Dataset entries
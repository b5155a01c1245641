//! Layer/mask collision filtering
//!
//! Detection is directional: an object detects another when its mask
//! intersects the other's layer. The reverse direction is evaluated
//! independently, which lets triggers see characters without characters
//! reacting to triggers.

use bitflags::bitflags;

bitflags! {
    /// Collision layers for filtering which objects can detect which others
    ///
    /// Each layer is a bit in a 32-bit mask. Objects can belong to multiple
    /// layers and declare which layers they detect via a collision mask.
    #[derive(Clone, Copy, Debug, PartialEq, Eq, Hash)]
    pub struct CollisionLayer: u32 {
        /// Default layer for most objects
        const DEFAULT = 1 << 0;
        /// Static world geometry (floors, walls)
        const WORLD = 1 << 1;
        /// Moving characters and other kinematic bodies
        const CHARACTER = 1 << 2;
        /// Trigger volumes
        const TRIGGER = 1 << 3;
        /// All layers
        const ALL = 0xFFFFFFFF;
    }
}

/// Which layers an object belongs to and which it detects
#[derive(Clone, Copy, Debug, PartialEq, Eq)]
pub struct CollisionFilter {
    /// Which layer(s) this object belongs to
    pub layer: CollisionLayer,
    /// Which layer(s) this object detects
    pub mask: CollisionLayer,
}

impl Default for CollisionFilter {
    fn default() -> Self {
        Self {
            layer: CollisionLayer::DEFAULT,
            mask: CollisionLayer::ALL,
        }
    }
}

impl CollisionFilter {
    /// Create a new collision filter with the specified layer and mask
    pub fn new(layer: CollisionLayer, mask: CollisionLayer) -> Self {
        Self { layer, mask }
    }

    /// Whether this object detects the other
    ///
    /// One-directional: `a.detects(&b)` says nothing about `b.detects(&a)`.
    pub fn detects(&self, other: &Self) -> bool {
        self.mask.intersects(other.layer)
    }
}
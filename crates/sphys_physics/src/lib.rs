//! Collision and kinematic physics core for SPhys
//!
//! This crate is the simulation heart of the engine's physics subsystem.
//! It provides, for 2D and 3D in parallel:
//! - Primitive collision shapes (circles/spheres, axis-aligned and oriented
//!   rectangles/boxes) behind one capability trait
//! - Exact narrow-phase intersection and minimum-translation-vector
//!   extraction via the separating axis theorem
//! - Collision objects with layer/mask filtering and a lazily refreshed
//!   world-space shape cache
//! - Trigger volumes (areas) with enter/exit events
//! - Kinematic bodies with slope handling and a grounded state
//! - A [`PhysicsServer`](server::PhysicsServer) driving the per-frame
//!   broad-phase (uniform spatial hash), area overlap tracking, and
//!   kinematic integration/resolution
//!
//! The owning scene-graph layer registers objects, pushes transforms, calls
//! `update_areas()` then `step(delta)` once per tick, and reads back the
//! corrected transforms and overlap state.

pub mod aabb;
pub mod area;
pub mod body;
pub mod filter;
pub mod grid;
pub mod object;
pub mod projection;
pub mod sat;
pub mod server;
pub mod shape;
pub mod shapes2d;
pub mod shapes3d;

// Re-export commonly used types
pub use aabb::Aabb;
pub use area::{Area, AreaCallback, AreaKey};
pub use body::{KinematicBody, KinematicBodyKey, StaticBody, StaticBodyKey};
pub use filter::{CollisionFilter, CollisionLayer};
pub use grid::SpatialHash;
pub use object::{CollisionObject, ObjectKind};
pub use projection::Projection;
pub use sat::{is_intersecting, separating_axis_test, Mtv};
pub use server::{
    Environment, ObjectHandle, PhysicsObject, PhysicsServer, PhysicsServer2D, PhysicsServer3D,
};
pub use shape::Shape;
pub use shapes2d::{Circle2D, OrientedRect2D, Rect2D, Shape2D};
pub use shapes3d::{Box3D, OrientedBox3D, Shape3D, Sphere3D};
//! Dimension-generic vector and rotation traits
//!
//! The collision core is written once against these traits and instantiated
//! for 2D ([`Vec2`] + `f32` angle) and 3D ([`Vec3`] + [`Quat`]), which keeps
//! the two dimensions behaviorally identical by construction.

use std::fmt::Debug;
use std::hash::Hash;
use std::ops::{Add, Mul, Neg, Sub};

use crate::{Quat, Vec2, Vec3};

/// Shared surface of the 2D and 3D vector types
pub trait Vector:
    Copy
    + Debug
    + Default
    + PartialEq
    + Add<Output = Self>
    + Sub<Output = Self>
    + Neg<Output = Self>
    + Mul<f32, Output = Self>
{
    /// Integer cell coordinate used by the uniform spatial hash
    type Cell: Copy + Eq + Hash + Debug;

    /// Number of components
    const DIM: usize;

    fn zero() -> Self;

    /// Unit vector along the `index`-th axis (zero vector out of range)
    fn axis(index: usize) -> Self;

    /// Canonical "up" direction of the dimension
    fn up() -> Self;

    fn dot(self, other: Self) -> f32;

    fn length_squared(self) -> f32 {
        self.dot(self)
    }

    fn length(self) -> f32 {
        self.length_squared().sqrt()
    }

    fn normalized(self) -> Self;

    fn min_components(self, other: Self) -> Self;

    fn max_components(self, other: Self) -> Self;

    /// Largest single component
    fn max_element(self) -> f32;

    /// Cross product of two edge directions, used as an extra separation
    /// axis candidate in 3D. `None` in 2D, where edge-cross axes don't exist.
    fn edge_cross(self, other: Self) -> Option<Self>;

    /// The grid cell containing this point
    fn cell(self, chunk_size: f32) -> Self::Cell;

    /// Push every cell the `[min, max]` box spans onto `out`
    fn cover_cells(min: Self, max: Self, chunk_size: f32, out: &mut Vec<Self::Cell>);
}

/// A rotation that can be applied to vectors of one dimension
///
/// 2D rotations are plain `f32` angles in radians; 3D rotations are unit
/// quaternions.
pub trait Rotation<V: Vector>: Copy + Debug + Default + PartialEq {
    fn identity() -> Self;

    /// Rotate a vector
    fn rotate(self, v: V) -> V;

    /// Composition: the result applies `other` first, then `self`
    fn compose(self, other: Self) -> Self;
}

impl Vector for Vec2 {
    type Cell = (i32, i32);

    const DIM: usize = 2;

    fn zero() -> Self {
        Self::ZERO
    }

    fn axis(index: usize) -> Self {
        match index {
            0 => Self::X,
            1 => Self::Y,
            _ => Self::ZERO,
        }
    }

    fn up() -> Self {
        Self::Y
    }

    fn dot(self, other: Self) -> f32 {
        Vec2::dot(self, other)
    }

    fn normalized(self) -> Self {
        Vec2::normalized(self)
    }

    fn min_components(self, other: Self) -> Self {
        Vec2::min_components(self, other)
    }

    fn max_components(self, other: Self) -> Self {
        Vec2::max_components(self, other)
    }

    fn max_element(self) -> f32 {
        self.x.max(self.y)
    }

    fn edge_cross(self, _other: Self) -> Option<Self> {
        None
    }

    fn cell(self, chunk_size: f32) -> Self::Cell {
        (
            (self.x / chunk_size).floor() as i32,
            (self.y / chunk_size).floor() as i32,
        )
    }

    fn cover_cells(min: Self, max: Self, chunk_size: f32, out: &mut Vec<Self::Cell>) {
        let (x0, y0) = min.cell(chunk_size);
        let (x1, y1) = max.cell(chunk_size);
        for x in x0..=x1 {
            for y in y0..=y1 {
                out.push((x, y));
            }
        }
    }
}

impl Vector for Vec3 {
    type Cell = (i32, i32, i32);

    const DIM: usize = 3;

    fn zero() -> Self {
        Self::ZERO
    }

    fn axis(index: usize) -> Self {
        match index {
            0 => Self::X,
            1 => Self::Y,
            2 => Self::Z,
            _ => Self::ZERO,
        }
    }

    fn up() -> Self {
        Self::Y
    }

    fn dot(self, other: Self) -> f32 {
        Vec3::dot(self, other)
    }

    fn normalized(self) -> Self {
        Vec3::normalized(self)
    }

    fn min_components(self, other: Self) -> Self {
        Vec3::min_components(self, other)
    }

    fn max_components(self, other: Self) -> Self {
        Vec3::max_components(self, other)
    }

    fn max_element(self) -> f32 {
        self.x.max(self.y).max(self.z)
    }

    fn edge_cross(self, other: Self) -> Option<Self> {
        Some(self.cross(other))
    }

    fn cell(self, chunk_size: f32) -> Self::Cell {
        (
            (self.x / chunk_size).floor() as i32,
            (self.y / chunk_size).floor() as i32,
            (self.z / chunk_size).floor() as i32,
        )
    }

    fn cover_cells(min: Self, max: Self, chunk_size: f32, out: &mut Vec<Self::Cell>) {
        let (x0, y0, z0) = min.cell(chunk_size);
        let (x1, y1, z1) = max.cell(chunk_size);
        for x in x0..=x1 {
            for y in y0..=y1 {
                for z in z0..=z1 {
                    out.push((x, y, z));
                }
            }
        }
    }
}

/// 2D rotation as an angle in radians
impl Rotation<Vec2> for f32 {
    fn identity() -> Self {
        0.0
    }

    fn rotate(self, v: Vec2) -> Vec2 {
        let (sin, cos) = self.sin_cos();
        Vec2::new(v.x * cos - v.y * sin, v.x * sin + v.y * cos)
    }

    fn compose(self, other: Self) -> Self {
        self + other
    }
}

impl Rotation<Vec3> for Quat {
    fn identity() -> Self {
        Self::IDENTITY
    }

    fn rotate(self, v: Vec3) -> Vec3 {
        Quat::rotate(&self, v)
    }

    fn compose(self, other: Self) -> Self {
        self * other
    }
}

* * *

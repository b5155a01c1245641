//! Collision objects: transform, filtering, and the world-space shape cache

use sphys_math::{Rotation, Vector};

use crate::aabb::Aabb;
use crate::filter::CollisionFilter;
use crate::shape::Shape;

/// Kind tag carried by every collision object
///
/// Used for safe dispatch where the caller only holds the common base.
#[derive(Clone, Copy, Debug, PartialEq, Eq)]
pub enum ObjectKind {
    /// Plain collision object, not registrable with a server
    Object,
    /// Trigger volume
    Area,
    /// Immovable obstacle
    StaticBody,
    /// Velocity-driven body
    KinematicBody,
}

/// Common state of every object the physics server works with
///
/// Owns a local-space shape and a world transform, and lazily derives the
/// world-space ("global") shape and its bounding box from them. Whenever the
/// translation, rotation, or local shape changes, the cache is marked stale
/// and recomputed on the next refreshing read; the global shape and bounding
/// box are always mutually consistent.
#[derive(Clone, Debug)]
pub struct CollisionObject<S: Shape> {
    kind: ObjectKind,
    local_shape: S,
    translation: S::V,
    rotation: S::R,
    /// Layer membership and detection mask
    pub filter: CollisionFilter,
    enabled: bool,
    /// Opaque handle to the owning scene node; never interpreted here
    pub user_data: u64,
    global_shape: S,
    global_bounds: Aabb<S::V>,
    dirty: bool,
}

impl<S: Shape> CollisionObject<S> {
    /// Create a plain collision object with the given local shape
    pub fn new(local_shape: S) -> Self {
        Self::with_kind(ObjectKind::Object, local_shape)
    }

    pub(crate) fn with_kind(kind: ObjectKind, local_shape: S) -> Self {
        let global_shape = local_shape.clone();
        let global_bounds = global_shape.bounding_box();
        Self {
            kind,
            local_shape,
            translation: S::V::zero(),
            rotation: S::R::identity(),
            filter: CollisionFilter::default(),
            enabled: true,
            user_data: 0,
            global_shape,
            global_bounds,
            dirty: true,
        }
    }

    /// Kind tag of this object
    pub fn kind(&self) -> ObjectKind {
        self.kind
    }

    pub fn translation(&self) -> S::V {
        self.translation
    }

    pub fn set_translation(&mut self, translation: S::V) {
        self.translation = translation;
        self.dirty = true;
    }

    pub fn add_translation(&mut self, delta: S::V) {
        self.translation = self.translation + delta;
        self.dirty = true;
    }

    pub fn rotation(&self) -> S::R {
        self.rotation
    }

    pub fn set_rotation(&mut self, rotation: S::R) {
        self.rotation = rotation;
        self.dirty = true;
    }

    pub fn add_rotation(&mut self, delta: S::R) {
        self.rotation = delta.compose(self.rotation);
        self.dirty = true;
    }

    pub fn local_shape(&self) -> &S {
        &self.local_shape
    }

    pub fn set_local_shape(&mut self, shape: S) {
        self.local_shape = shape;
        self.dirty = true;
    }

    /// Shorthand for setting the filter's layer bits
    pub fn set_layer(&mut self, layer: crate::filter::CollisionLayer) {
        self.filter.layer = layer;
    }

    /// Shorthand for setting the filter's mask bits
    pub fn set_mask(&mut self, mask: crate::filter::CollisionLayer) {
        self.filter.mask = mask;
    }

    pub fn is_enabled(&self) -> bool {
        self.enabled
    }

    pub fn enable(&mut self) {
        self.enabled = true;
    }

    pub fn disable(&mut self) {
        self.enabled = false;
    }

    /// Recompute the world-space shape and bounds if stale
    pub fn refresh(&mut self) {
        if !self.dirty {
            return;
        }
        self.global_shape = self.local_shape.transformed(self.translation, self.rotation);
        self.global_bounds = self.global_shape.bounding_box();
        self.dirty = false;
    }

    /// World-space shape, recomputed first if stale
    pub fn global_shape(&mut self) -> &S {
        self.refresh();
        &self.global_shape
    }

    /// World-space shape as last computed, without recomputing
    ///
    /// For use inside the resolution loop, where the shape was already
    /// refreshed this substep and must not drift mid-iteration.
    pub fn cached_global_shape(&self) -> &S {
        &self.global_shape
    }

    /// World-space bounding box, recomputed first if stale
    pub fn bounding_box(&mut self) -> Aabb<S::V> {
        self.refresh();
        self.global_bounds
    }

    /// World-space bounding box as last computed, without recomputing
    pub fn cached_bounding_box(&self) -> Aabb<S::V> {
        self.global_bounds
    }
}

* EXERCISE DIRECTIONS *
For the data above, state only how many lines include the word "transforms".

* FINISHED EXERCISE *
2